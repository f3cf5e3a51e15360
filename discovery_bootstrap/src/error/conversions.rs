//! Trait-based conversions between external error types and `BootstrapError`.

use figment::Error as FigmentError;

use super::BootstrapError;

impl From<FigmentError> for BootstrapError {
    fn from(e: FigmentError) -> Self {
        Self::Extraction(e.into())
    }
}

impl From<BootstrapError> for FigmentError {
    /// Allow using `?` in tests that return `figment::Error`.
    fn from(e: BootstrapError) -> Self {
        match e {
            // Preserve the original Figment error (keeps kind, metadata, and sources).
            BootstrapError::Extraction(fe) => *fe,
            other => Self::from(other.to_string()),
        }
    }
}
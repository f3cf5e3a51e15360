//! Test helpers shared across crates in the discovery-bootstrap workspace.
//!
//! - [`jail`] wraps `figment::Jail` so fixtures run in an isolated working
//!   directory with scoped environment variables.
//! - [`properties`] renders and writes `.properties` fixtures.

pub mod jail;
pub mod properties;
//! Reading `.properties` resources.
//!
//! The format is line oriented: `key=value`, `key: value` or `key value`,
//! with `#` and `!` comment lines, backslash line continuation and
//! backslash escapes (including `\uXXXX`). Later duplicates of a key replace
//! earlier ones.

use std::collections::BTreeMap;

use thiserror::Error;

mod parser;

pub use parser::parse;

/// Ordered key/value pairs read from a single resource.
pub type PropertyMap = BTreeMap<String, String>;

/// Malformed content found while parsing a `.properties` resource.
#[derive(Debug, Clone, PartialEq, Eq, Error)]
#[error("line {line}: {message}")]
pub struct PropertiesSyntaxError {
    line: usize,
    message: String,
}

impl PropertiesSyntaxError {
    /// Creates an error for the 1-based logical `line`.
    #[must_use]
    pub fn new(line: usize, message: impl Into<String>) -> Self {
        Self {
            line,
            message: message.into(),
        }
    }

    /// Line on which the offending logical entry starts.
    #[must_use]
    pub const fn line(&self) -> usize {
        self.line
    }

    /// Description of the problem.
    #[must_use]
    pub const fn message(&self) -> &str {
        self.message.as_str()
    }
}
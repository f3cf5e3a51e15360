//! Optional extension points supplied by the embedding application.
//!
//! [`OptionalArgs`] collects, for each extension point, either a value or
//! nothing. It is filled in once while the discovery client is being
//! constructed and only read afterwards. Setters take `&mut self`, so sharing
//! one instance between threads that still register listeners needs external
//! synchronisation (a `Mutex`, or finishing setup before sharing an `Arc`).

use std::fmt;
use std::sync::Arc;

use tracing::trace;

use crate::events::{EventBus, EventBusForwarder, EventListener, ListenerSet};
use crate::health::{
    HealthCheckCallback, HealthCheckCallbackBridge, HealthCheckHandler, PreRegistrationHandler,
};
use crate::transport::{
    HostnameVerifier, RequestInterceptor, TlsContext, TransportClient, TransportClientFactories,
    TransportClientFactory, TransportSettings,
};

mod provider;

pub use provider::Provider;

static NO_LISTENERS: ListenerSet = ListenerSet::new();

/// Independently optional extension points for a discovery client.
///
/// Every getter has a defined "absent" answer; nothing here fails or
/// validates.
///
/// # Examples
///
/// ```
/// use std::sync::Arc;
/// use discovery_bootstrap::{DiscoveryEvent, EventListener, OptionalArgs};
///
/// struct Log;
/// impl EventListener for Log {
///     fn on_event(&self, _event: &DiscoveryEvent) {}
/// }
///
/// let mut args = OptionalArgs::new();
/// assert!(args.tls_context().is_none());
/// args.add_event_listeners([Arc::new(Log) as Arc<dyn EventListener>]);
/// args.add_event_listeners([Arc::new(Log) as Arc<dyn EventListener>]);
/// assert_eq!(args.event_listeners().len(), 2);
/// ```
#[derive(Clone, Default)]
pub struct OptionalArgs {
    health_check_callback_provider: Option<Provider<dyn HealthCheckCallback>>,
    health_check_handler_provider: Option<Provider<dyn HealthCheckHandler>>,
    pre_registration_handler: Option<Arc<dyn PreRegistrationHandler>>,
    additional_filters: Option<Vec<Arc<dyn RequestInterceptor>>>,
    transport_client: Option<Arc<dyn TransportClient>>,
    transport_client_factory: Option<Arc<dyn TransportClientFactory>>,
    transport_client_factories: Option<Arc<dyn TransportClientFactories>>,
    tls_context: Option<TlsContext>,
    hostname_verifier: Option<Arc<dyn HostnameVerifier>>,
    event_listeners: Option<ListenerSet>,
}

impl OptionalArgs {
    /// Creates a set with every extension point unset.
    #[must_use]
    pub const fn new() -> Self {
        Self {
            health_check_callback_provider: None,
            health_check_handler_provider: None,
            pre_registration_handler: None,
            additional_filters: None,
            transport_client: None,
            transport_client_factory: None,
            transport_client_factories: None,
            tls_context: None,
            hostname_verifier: None,
            event_listeners: None,
        }
    }

    /// Sets the legacy health-check callback provider.
    pub fn set_health_check_callback_provider(
        &mut self,
        provider: Provider<dyn HealthCheckCallback>,
    ) -> &mut Self {
        self.health_check_callback_provider = Some(provider);
        self
    }

    /// Legacy health-check callback provider, if set.
    #[must_use]
    pub const fn health_check_callback_provider(&self) -> Option<&Provider<dyn HealthCheckCallback>> {
        self.health_check_callback_provider.as_ref()
    }

    /// Sets the health-check handler provider.
    pub fn set_health_check_handler_provider(
        &mut self,
        provider: Provider<dyn HealthCheckHandler>,
    ) -> &mut Self {
        self.health_check_handler_provider = Some(provider);
        self
    }

    /// Health-check handler provider, if set.
    #[must_use]
    pub const fn health_check_handler_provider(&self) -> Option<&Provider<dyn HealthCheckHandler>> {
        self.health_check_handler_provider.as_ref()
    }

    /// Handler to use for health checks.
    ///
    /// A configured handler provider wins; otherwise a configured callback
    /// provider is adapted through [`HealthCheckCallbackBridge`].
    #[must_use]
    pub fn effective_health_check_handler(&self) -> Option<Arc<dyn HealthCheckHandler>> {
        if let Some(provider) = &self.health_check_handler_provider {
            return Some(provider.get());
        }
        self.health_check_callback_provider.as_ref().map(|provider| {
            Arc::new(HealthCheckCallbackBridge::new(Some(provider.get())))
                as Arc<dyn HealthCheckHandler>
        })
    }

    /// Sets the hook run before registration.
    pub fn set_pre_registration_handler(
        &mut self,
        handler: Arc<dyn PreRegistrationHandler>,
    ) -> &mut Self {
        self.pre_registration_handler = Some(handler);
        self
    }

    /// Hook run before registration, if set.
    #[must_use]
    pub const fn pre_registration_handler(&self) -> Option<&Arc<dyn PreRegistrationHandler>> {
        self.pre_registration_handler.as_ref()
    }

    /// Replaces the additional request filters.
    pub fn set_additional_filters<I>(&mut self, filters: I) -> &mut Self
    where
        I: IntoIterator<Item = Arc<dyn RequestInterceptor>>,
    {
        self.additional_filters = Some(filters.into_iter().collect());
        self
    }

    /// Additional request filters in order, if set.
    #[must_use]
    pub fn additional_filters(&self) -> Option<&[Arc<dyn RequestInterceptor>]> {
        self.additional_filters.as_deref()
    }

    /// Sets a ready-built transport client for the registry connection.
    pub fn set_transport_client(&mut self, client: Arc<dyn TransportClient>) -> &mut Self {
        self.transport_client = Some(client);
        self
    }

    /// Ready-built transport client, if set.
    #[must_use]
    pub const fn transport_client(&self) -> Option<&Arc<dyn TransportClient>> {
        self.transport_client.as_ref()
    }

    /// Sets the transport client factory.
    pub fn set_transport_client_factory(
        &mut self,
        factory: Arc<dyn TransportClientFactory>,
    ) -> &mut Self {
        self.transport_client_factory = Some(factory);
        self
    }

    /// Transport client factory, if set.
    #[must_use]
    pub const fn transport_client_factory(&self) -> Option<&Arc<dyn TransportClientFactory>> {
        self.transport_client_factory.as_ref()
    }

    /// Sets the transport client factory registry.
    pub fn set_transport_client_factories(
        &mut self,
        factories: Arc<dyn TransportClientFactories>,
    ) -> &mut Self {
        self.transport_client_factories = Some(factories);
        self
    }

    /// Transport client factory registry exactly as last set.
    #[must_use]
    pub const fn transport_client_factories(&self) -> Option<&Arc<dyn TransportClientFactories>> {
        self.transport_client_factories.as_ref()
    }

    /// Sets the TLS client configuration.
    pub fn set_tls_context(&mut self, tls_context: TlsContext) -> &mut Self {
        self.tls_context = Some(tls_context);
        self
    }

    /// TLS client configuration; `None` means the transport's platform
    /// defaults apply.
    #[must_use]
    pub const fn tls_context(&self) -> Option<&TlsContext> {
        self.tls_context.as_ref()
    }

    /// Sets the hostname verifier.
    pub fn set_hostname_verifier(&mut self, verifier: Arc<dyn HostnameVerifier>) -> &mut Self {
        self.hostname_verifier = Some(verifier);
        self
    }

    /// Hostname verifier; `None` means the transport's default checks apply.
    #[must_use]
    pub const fn hostname_verifier(&self) -> Option<&Arc<dyn HostnameVerifier>> {
        self.hostname_verifier.as_ref()
    }

    /// Adds `listeners` to the listener set.
    ///
    /// Repeated calls accumulate; a listener instance already registered is
    /// not added twice.
    pub fn add_event_listeners<I>(&mut self, listeners: I) -> &mut Self
    where
        I: IntoIterator<Item = Arc<dyn EventListener>>,
    {
        let set = self.event_listeners.get_or_insert_with(ListenerSet::new);
        let before = set.len();
        set.extend(listeners);
        trace!(added = set.len() - before, total = set.len(), "registered event listeners");
        self
    }

    /// Registers one listener forwarding every event to `bus`.
    ///
    /// Listeners already registered are kept.
    pub fn set_event_bus(&mut self, bus: Arc<dyn EventBus>) -> &mut Self {
        let set = self.event_listeners.get_or_insert_with(ListenerSet::new);
        set.insert(Arc::new(EventBusForwarder::new(bus)));
        trace!(total = set.len(), "registered event bus forwarder");
        self
    }

    /// Registered listeners; empty when none were registered.
    #[must_use]
    pub const fn event_listeners(&self) -> &ListenerSet {
        match &self.event_listeners {
            Some(set) => set,
            None => &NO_LISTENERS,
        }
    }

    /// Borrowed view of the transport-related wiring.
    #[must_use]
    pub fn transport_settings(&self) -> TransportSettings<'_> {
        TransportSettings {
            additional_filters: self.additional_filters().unwrap_or_default(),
            tls_context: self.tls_context.as_ref(),
            hostname_verifier: self.hostname_verifier.as_ref(),
        }
    }

    /// Transport client factory to use.
    ///
    /// An explicit factory wins; otherwise the registry, if set, builds one
    /// from [`transport_settings`](Self::transport_settings). `None` leaves
    /// the choice of default to the embedding application.
    #[must_use]
    pub fn resolve_transport_client_factory(&self) -> Option<Arc<dyn TransportClientFactory>> {
        self.transport_client_factory.clone().or_else(|| {
            self.transport_client_factories
                .as_ref()
                .map(|registry| registry.new_transport_client_factory(&self.transport_settings()))
        })
    }
}

impl fmt::Debug for OptionalArgs {
    fn fmt(&self, f: &mut fmt::Formatter<'_>) -> fmt::Result {
        f.debug_struct("OptionalArgs")
            .field(
                "health_check_callback_provider",
                &self.health_check_callback_provider.is_some(),
            )
            .field(
                "health_check_handler_provider",
                &self.health_check_handler_provider.is_some(),
            )
            .field("pre_registration_handler", &self.pre_registration_handler.is_some())
            .field(
                "additional_filters",
                &self.additional_filters.as_ref().map(Vec::len),
            )
            .field("transport_client", &self.transport_client.is_some())
            .field("transport_client_factory", &self.transport_client_factory.is_some())
            .field(
                "transport_client_factories",
                &self.transport_client_factories.is_some(),
            )
            .field("tls_context", &self.tls_context.is_some())
            .field("hostname_verifier", &self.hostname_verifier.is_some())
            .field("event_listeners", &self.event_listeners().len())
            .finish()
    }
}

#[cfg(test)]
mod tests;
//! Tests for the optional extension-point set.

use std::sync::Arc;
use std::sync::atomic::{AtomicUsize, Ordering};

use parking_lot::Mutex;
use rstest::{fixture, rstest};

use super::{OptionalArgs, Provider};
use crate::events::{DiscoveryEvent, EventBus, EventListener};
use crate::health::{HealthCheckCallback, HealthCheckHandler, InstanceStatus};
use crate::transport::{
    HostnameVerifier, OutboundRequest, RequestInterceptor, TlsContext, TransportClient,
    TransportClientFactories, TransportClientFactory, TransportSettings,
};

#[derive(Default)]
struct Recorder(Mutex<Vec<DiscoveryEvent>>);

impl EventListener for Recorder {
    fn on_event(&self, event: &DiscoveryEvent) {
        self.0.lock().push(event.clone());
    }
}

impl EventBus for Recorder {
    fn publish(&self, event: &DiscoveryEvent) {
        self.0.lock().push(event.clone());
    }
}

fn listener() -> Arc<dyn EventListener> {
    Arc::new(Recorder::default())
}

struct ExactHost;

impl HostnameVerifier for ExactHost {
    fn verify(&self, hostname: &str, peer_names: &[&str]) -> bool {
        peer_names.contains(&hostname)
    }
}

struct Header(&'static str);

impl RequestInterceptor for Header {
    fn intercept(&self, request: &mut OutboundRequest) {
        request.headers.insert(self.0.to_owned(), "1".to_owned());
    }
}

struct Client(String);

impl TransportClient for Client {
    fn service_url(&self) -> &str {
        &self.0
    }
}

struct Factory(&'static str);

impl TransportClientFactory for Factory {
    fn new_client(&self, service_url: &str) -> Arc<dyn TransportClient> {
        Arc::new(Client(format!("{}:{service_url}", self.0)))
    }
}

#[derive(Default)]
struct Registry {
    seen_filters: AtomicUsize,
    seen_tls: Mutex<Option<bool>>,
}

impl TransportClientFactories for Registry {
    fn new_transport_client_factory(
        &self,
        settings: &TransportSettings<'_>,
    ) -> Arc<dyn TransportClientFactory> {
        self.seen_filters
            .store(settings.additional_filters.len(), Ordering::SeqCst);
        *self.seen_tls.lock() = Some(settings.tls_context.is_some());
        Arc::new(Factory("registry"))
    }
}

#[fixture]
fn tls() -> TlsContext {
    let provider = Arc::new(rustls::crypto::ring::default_provider());
    let config = rustls::ClientConfig::builder_with_provider(provider)
        .with_safe_default_protocol_versions()
        .expect("default protocol versions")
        .with_root_certificates(rustls::RootCertStore::empty())
        .with_no_client_auth();
    Arc::new(config)
}

#[test]
fn every_extension_point_starts_absent() {
    let args = OptionalArgs::new();
    assert!(args.health_check_callback_provider().is_none());
    assert!(args.health_check_handler_provider().is_none());
    assert!(args.effective_health_check_handler().is_none());
    assert!(args.pre_registration_handler().is_none());
    assert!(args.additional_filters().is_none());
    assert!(args.transport_client().is_none());
    assert!(args.transport_client_factory().is_none());
    assert!(args.transport_client_factories().is_none());
    assert!(args.resolve_transport_client_factory().is_none());
    assert!(args.tls_context().is_none());
    assert!(args.hostname_verifier().is_none());
    assert!(args.event_listeners().is_empty());
}

#[test]
fn listener_registrations_accumulate() {
    let (a, b, c) = (listener(), listener(), listener());
    let mut args = OptionalArgs::new();
    args.add_event_listeners([Arc::clone(&a), Arc::clone(&b)]);
    args.add_event_listeners([Arc::clone(&c)]);
    let set = args.event_listeners();
    assert_eq!(set.len(), 3);
    assert!(set.contains(&a) && set.contains(&b) && set.contains(&c));
}

#[test]
fn re_registering_a_listener_is_a_no_op() {
    let a = listener();
    let mut args = OptionalArgs::new();
    args.add_event_listeners([Arc::clone(&a)]);
    args.add_event_listeners([Arc::clone(&a)]);
    assert_eq!(args.event_listeners().len(), 1);
}

#[test]
fn event_bus_adds_exactly_one_forwarder() {
    let bus = Arc::new(Recorder::default());
    let direct = Arc::new(Recorder::default());
    let mut args = OptionalArgs::new();
    args.add_event_listeners([Arc::clone(&direct) as Arc<dyn EventListener>, listener()]);
    args.set_event_bus(Arc::clone(&bus) as Arc<dyn EventBus>);
    assert_eq!(args.event_listeners().len(), 3);

    args.event_listeners().notify(&DiscoveryEvent::CacheRefreshed);
    assert_eq!(*bus.0.lock(), vec![DiscoveryEvent::CacheRefreshed]);
    assert_eq!(*direct.0.lock(), vec![DiscoveryEvent::CacheRefreshed]);
}

#[test]
fn event_bus_before_listeners_is_kept() {
    let mut args = OptionalArgs::new();
    args.set_event_bus(Arc::new(Recorder::default()));
    args.add_event_listeners([listener()]);
    assert_eq!(args.event_listeners().len(), 2);
}

#[rstest]
fn tls_context_is_present_after_set(tls: TlsContext) {
    let mut args = OptionalArgs::new();
    args.set_tls_context(Arc::clone(&tls));
    let stored = args.tls_context().expect("tls context set");
    assert!(Arc::ptr_eq(stored, &tls));
}

#[test]
fn hostname_verifier_is_present_after_set() {
    let verifier: Arc<dyn HostnameVerifier> = Arc::new(ExactHost);
    let mut args = OptionalArgs::new();
    args.set_hostname_verifier(Arc::clone(&verifier));
    let stored = args.hostname_verifier().expect("verifier set");
    assert!(Arc::ptr_eq(stored, &verifier));
    assert!(stored.verify("eureka.local", &["eureka.local"]));
    assert!(!stored.verify("eureka.local", &["other.local"]));
}

#[test]
fn single_valued_setters_overwrite() {
    let first: Arc<dyn HostnameVerifier> = Arc::new(ExactHost);
    let second: Arc<dyn HostnameVerifier> = Arc::new(ExactHost);
    let mut args = OptionalArgs::new();
    args.set_hostname_verifier(Arc::clone(&first))
        .set_hostname_verifier(Arc::clone(&second));
    assert!(args.hostname_verifier().is_some_and(|v| Arc::ptr_eq(v, &second)));
}

#[test]
fn transport_client_is_stored_and_overwritten() {
    let first: Arc<dyn TransportClient> = Arc::new(Client("http://a:8761/eureka".to_owned()));
    let second: Arc<dyn TransportClient> = Arc::new(Client("http://b:8761/eureka".to_owned()));
    let mut args = OptionalArgs::new();
    args.set_transport_client(Arc::clone(&first));
    assert!(args.transport_client().is_some_and(|c| Arc::ptr_eq(c, &first)));

    args.set_transport_client(Arc::clone(&second));
    let stored = args.transport_client();
    assert!(stored.is_some_and(|c| Arc::ptr_eq(c, &second)));
    assert_eq!(stored.map(|c| c.service_url()), Some("http://b:8761/eureka"));
    assert!(args.transport_client_factory().is_none());
}

#[test]
fn additional_filters_keep_order() {
    let mut args = OptionalArgs::new();
    args.set_additional_filters([
        Arc::new(Header("x-first")) as Arc<dyn RequestInterceptor>,
        Arc::new(Header("x-second")),
    ]);
    let mut request = OutboundRequest::new("GET", "http://eureka/apps/");
    for filter in args.additional_filters().unwrap_or_default() {
        filter.intercept(&mut request);
    }
    assert_eq!(
        request.headers.keys().map(String::as_str).collect::<Vec<_>>(),
        vec!["x-first", "x-second"]
    );
    assert_eq!(args.transport_settings().additional_filters.len(), 2);
}

struct Healthy(bool);

impl HealthCheckCallback for Healthy {
    fn is_healthy(&self) -> bool {
        self.0
    }
}

struct AlwaysOutOfService;

impl HealthCheckHandler for AlwaysOutOfService {
    fn status(&self, _current: InstanceStatus) -> InstanceStatus {
        InstanceStatus::OutOfService
    }
}

#[test]
fn callback_provider_is_bridged_when_no_handler() {
    let mut args = OptionalArgs::new();
    args.set_health_check_callback_provider(Provider::new(|| {
        Arc::new(Healthy(false)) as Arc<dyn HealthCheckCallback>
    }));
    let handler = args
        .effective_health_check_handler()
        .expect("bridged handler");
    assert_eq!(handler.status(InstanceStatus::Up), InstanceStatus::Down);
}

#[test]
fn handler_provider_wins_over_callback() {
    let mut args = OptionalArgs::new();
    args.set_health_check_callback_provider(Provider::singleton(
        Arc::new(Healthy(true)) as Arc<dyn HealthCheckCallback>
    ))
    .set_health_check_handler_provider(Provider::singleton(
        Arc::new(AlwaysOutOfService) as Arc<dyn HealthCheckHandler>
    ));
    let handler = args.effective_health_check_handler().expect("handler");
    assert_eq!(handler.status(InstanceStatus::Up), InstanceStatus::OutOfService);
    assert!(args.health_check_callback_provider().is_some());
}

#[rstest]
fn registry_is_reflected_and_consulted(tls: TlsContext) {
    let registry = Arc::new(Registry::default());
    let mut args = OptionalArgs::new();
    args.set_transport_client_factories(Arc::clone(&registry) as Arc<dyn TransportClientFactories>)
        .set_additional_filters([Arc::new(Header("x-a")) as Arc<dyn RequestInterceptor>])
        .set_tls_context(tls);
    assert!(args.transport_client_factory().is_none());
    assert!(args.transport_client_factories().is_some());

    let factory = args
        .resolve_transport_client_factory()
        .expect("registry builds a factory");
    assert_eq!(factory.new_client("http://a/").service_url(), "registry:http://a/");
    assert_eq!(registry.seen_filters.load(Ordering::SeqCst), 1);
    assert_eq!(*registry.seen_tls.lock(), Some(true));
}

#[test]
fn explicit_factory_wins_over_registry() {
    let registry = Arc::new(Registry::default());
    let mut args = OptionalArgs::new();
    args.set_transport_client_factories(Arc::clone(&registry) as Arc<dyn TransportClientFactories>)
        .set_transport_client_factory(Arc::new(Factory("explicit")));
    let factory = args.resolve_transport_client_factory().expect("factory");
    assert_eq!(factory.new_client("u").service_url(), "explicit:u");
    assert_eq!(*registry.seen_tls.lock(), None);
}

#[test]
fn debug_reports_presence_only() {
    let mut args = OptionalArgs::new();
    args.add_event_listeners([listener()]);
    let text = format!("{args:?}");
    assert!(text.contains("event_listeners: 1"), "{text}");
    assert!(text.contains("tls_context: false"), "{text}");
    assert!(text.contains("transport_client: false"), "{text}");
}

## Your task
Would you copy every line of the entries that includes the word "derive"?

## Response to the task
#[derive(Debug, Clone, PartialEq, Eq, Error)]
#[derive(Clone, Default)]
#[derive(Default)]
#[derive(Default)]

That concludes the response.